The 13C NMR spectra of the DMS17C6- and 18C6-xerogels (Fig. 4b and c, respectively) show a signal at 70.4 ppm, attributable to the methylene equivalent groups (–CH2-O-CH2–) [19]. The good agreement of this value with the theoretical values of the pristine molecules (70.9 ppm for C3’–C5’ in DMS17C6 and 70.5 ppm for C1″ in 18C6) points out a low perturbation of the encapsulated ligands by the surrounding polysiloxane matrix. This signal is more intense in the case of the xerogel incorporating 18C6, probably due to a higher amount of methylene equivalent groups and, so it is in a higher proportion than the DMS17C6 with respect to the initial alkoxysilanes ratio. An additional signal at 0.22 ppm appears in the spectrum of the DMS17C6-xerogel, which could be ascribed to the equivalent methyl groups of the silacrown [41]. In contrast, other signals corresponding to C1’ and C2’ atoms in DMS17C6, with theoretical values of 62.2 and 74.1 ppm, respectively (calculated with the program ChemBioDraw Ultra 11.0.1), cannot be identified in the spectrum probably due to their low intensity.
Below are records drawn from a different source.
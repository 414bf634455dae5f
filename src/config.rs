//! Broker configuration, loaded from TOML.

use anyhow::{bail, Context, Result};
use serde::Deserialize;
use std::fs;
use std::path::{Path, PathBuf};

fn default_backlog() -> u32 {
    128
}

fn default_qos0_queue_depth() -> usize {
    1024
}

fn default_qos12_queue_depth() -> usize {
    1024
}

/// Top-level configuration for the Strato broker.
#[derive(Debug, Clone, Deserialize)]
pub struct Config {
    #[serde(default)]
    pub listeners: Vec<ListenerConfig>,
    #[serde(default)]
    pub limits: LimitsConfig,
    #[serde(default)]
    pub telemetry: TelemetryConfig,
}

/// One listener stack. TLS wraps the socket when `tls` is present;
/// `websocket` layers an upgrade on top of whichever byte stream is below.
#[derive(Debug, Clone, Deserialize)]
pub struct ListenerConfig {
    pub bind: String,
    #[serde(default = "default_backlog")]
    pub backlog: u32,
    #[serde(default)]
    pub websocket: bool,
    #[serde(default)]
    pub tls: Option<TlsConfig>,
}

#[derive(Debug, Clone, Deserialize)]
pub struct TlsConfig {
    pub cert_chain: PathBuf,
    pub private_key: PathBuf,
    /// Trust anchors for optional client authentication. When set, client
    /// certificates are requested and the presented chain is exposed via
    /// connection info.
    #[serde(default)]
    pub client_ca: Option<PathBuf>,
    #[serde(default)]
    pub alpn: Vec<String>,
}

/// Per-session outbound queue bounds. QoS 0 overflow drops silently per
/// the MQTT contract; QoS 1/2 overflow tears the session's connection down.
#[derive(Debug, Clone, Copy, Deserialize)]
pub struct LimitsConfig {
    #[serde(default = "default_qos0_queue_depth")]
    pub qos0_queue_depth: usize,
    #[serde(default = "default_qos12_queue_depth")]
    pub qos12_queue_depth: usize,
}

impl Default for LimitsConfig {
    fn default() -> Self {
        LimitsConfig {
            qos0_queue_depth: default_qos0_queue_depth(),
            qos12_queue_depth: default_qos12_queue_depth(),
        }
    }
}

#[derive(Debug, Clone, Default, Deserialize)]
pub struct TelemetryConfig {
    /// `tracing` filter directive, e.g. `info` or `strato=debug`.
    #[serde(default)]
    pub log_level: Option<String>,
}

impl Config {
    pub fn load(path: impl AsRef<Path>) -> Result<Self> {
        let path = path.as_ref();
        let data = fs::read_to_string(path)
            .with_context(|| format!("failed to read config {}", path.display()))?;
        let config: Config = toml::from_str(&data)
            .with_context(|| format!("failed to parse config {}", path.display()))?;
        config.validate()?;
        Ok(config)
    }

    pub fn validate(&self) -> Result<()> {
        if self.listeners.is_empty() {
            bail!("configuration declares no listeners");
        }
        for listener in &self.listeners {
            listener
                .bind
                .parse::<std::net::SocketAddr>()
                .with_context(|| format!("invalid listener bind address {}", listener.bind))?;
            if listener.backlog == 0 {
                bail!("listener {} has a zero accept backlog", listener.bind);
            }
        }
        if self.limits.qos12_queue_depth == 0 {
            bail!("qos12_queue_depth must be positive");
        }
        Ok(())
    }
}
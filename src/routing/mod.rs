//! Topic model and the wildcard routing trie.

pub mod topic;
pub mod trie;

pub use topic::{Filter, FilterLevel, Topic, TopicError};
pub use trie::{RoutePayload, Trie};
In the case of the 18C6-xerogel (Fig. 4c), an additional signal that appears at 45 ppm is assignable to the existence of non-hydrolysed methoxy groups. However, the low intensity of these signals indicates that the vast majority of methoxy groups has been hydrolysed, and thus methanol molecules have been almost removed in the drying step. In the same spectrum, an additional signal is observed around 176 ppm, which could be assigned to the carbonyl group of the polymerised methacryloxy groups of MAPTS [42]. However, this is a low-intensity signal indicating the low polymerisation degree of the methacryloxy group, this fact being corroborated by the absence of significant modifications in the IR bands belonging to such a group (νC=O at 1720 cm-1 and νC=C at 1638 cm-1).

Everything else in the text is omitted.